Data in this exercise:
use std::sync::{Mutex, MutexGuard, PoisonError};

use anyhow::Context as _;
use serde::{Deserialize, Serialize};
use tracing::info;

use smartstock_ai::{
    AnomalyDetector, AnomalyReport, ClusterReport, DemandForecaster, MaintenanceReport,
    PredictiveMaintenance, StateClassifier, TrainableModel,
};
use smartstock_core::{MetricReading, Movement};
use smartstock_simulator::IotSimulator;

use crate::config::DashboardConfig;
use crate::snapshot::{DashboardSnapshot, build_snapshot};

/// The trained models. Read-only once the context is built.
#[derive(Debug)]
pub struct Models {
    pub maintenance: PredictiveMaintenance,
    pub anomaly: AnomalyDetector,
    pub classifier: StateClassifier,
    pub demand: DemandForecaster,
}

/// What each model reported when it was trained.
#[derive(Debug, Clone, PartialEq, Serialize, Deserialize)]
pub struct TrainingSummary {
    pub metric_rows: usize,
    pub movements: usize,
    pub maintenance: MaintenanceReport,
    pub anomaly: AnomalyReport,
    pub clusters: ClusterReport,
    /// (day, category) rows cached by the demand forecaster.
    pub demand_rows: usize,
}

/// Shared application state handed to every handler and the refresher.
#[derive(Debug)]
pub struct AppContext {
    config: DashboardConfig,
    simulator: Mutex<IotSimulator>,
    models: Models,
    training: TrainingSummary,
    latest: Mutex<DashboardSnapshot>,
}

impl AppContext {
    /// Generate history from the configured simulator, train every model and
    /// compute the first snapshot.
    pub fn bootstrap(config: DashboardConfig) -> anyhow::Result<Self> {
        let mut simulator = config.simulator.build();
        let metrics = simulator.generate_historical_metrics(
            config.simulator.history_days,
            config.simulator.sample_interval_hours,
        );
        let movements = simulator.generate_historical_movements(config.simulator.history_days);
        Self::from_parts(config, simulator, &metrics, &movements)
    }

    /// Train on caller-supplied history (used by tests to pin the datasets).
    pub fn from_parts(
        config: DashboardConfig,
        mut simulator: IotSimulator,
        metrics: &[MetricReading],
        movements: &[Movement],
    ) -> anyhow::Result<Self> {
        config
            .policy
            .economic_order_quantity(1.0)
            .context("invalid stock policy")?;

        let mut maintenance = PredictiveMaintenance::new(config.maintenance.clone());
        let maintenance_report = maintenance
            .train(metrics)
            .context("training predictive maintenance")?;

        let mut anomaly = AnomalyDetector::default();
        let anomaly_report = anomaly.train(metrics).context("training anomaly detector")?;

        let mut classifier = StateClassifier::default();
        let clusters = classifier.train(metrics).context("training state classifier")?;

        let mut demand = DemandForecaster::new();
        let demand_rows = demand.train(movements).context("training demand forecaster")?;

        let models = Models {
            maintenance,
            anomaly,
            classifier,
            demand,
        };
        let training = TrainingSummary {
            metric_rows: metrics.len(),
            movements: movements.len(),
            maintenance: maintenance_report,
            anomaly: anomaly_report,
            clusters,
            demand_rows,
        };

        let first = build_snapshot(&mut simulator, &models, &config.policy, config.forecast_days);
        info!(
            equipment = first.counts.total,
            metric_rows = training.metric_rows,
            movements = training.movements,
            "dashboard context ready"
        );

        Ok(Self {
            config,
            simulator: Mutex::new(simulator),
            models,
            training,
            latest: Mutex::new(first),
        })
    }

    pub fn config(&self) -> &DashboardConfig {
        &self.config
    }

    pub fn models(&self) -> &Models {
        &self.models
    }

    pub fn training(&self) -> &TrainingSummary {
        &self.training
    }

    /// Exclusive access to the simulator (readings advance its RNG).
    pub fn simulator(&self) -> MutexGuard<'_, IotSimulator> {
        self.simulator.lock().unwrap_or_else(PoisonError::into_inner)
    }

    pub fn latest(&self) -> DashboardSnapshot {
        self.latest
            .lock()
            .unwrap_or_else(PoisonError::into_inner)
            .clone()
    }

    /// Recompute the snapshot and make it the latest one.
    pub fn refresh(&self) -> DashboardSnapshot {
        let snapshot = {
            let mut simulator = self.simulator();
            build_snapshot(
                &mut *simulator,
                &self.models,
                &self.config.policy,
                self.config.forecast_days,
            )
        };
        info!(
            at_risk = snapshot.at_risk.len(),
            alerts = snapshot.alerts.len(),
            "dashboard refreshed"
        );
        *self.latest.lock().unwrap_or_else(PoisonError::into_inner) = snapshot.clone();
        snapshot
    }
}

Instructions for the task: Count each line above in which the string "latest" appears, then state only the total.

Exercise solution: 6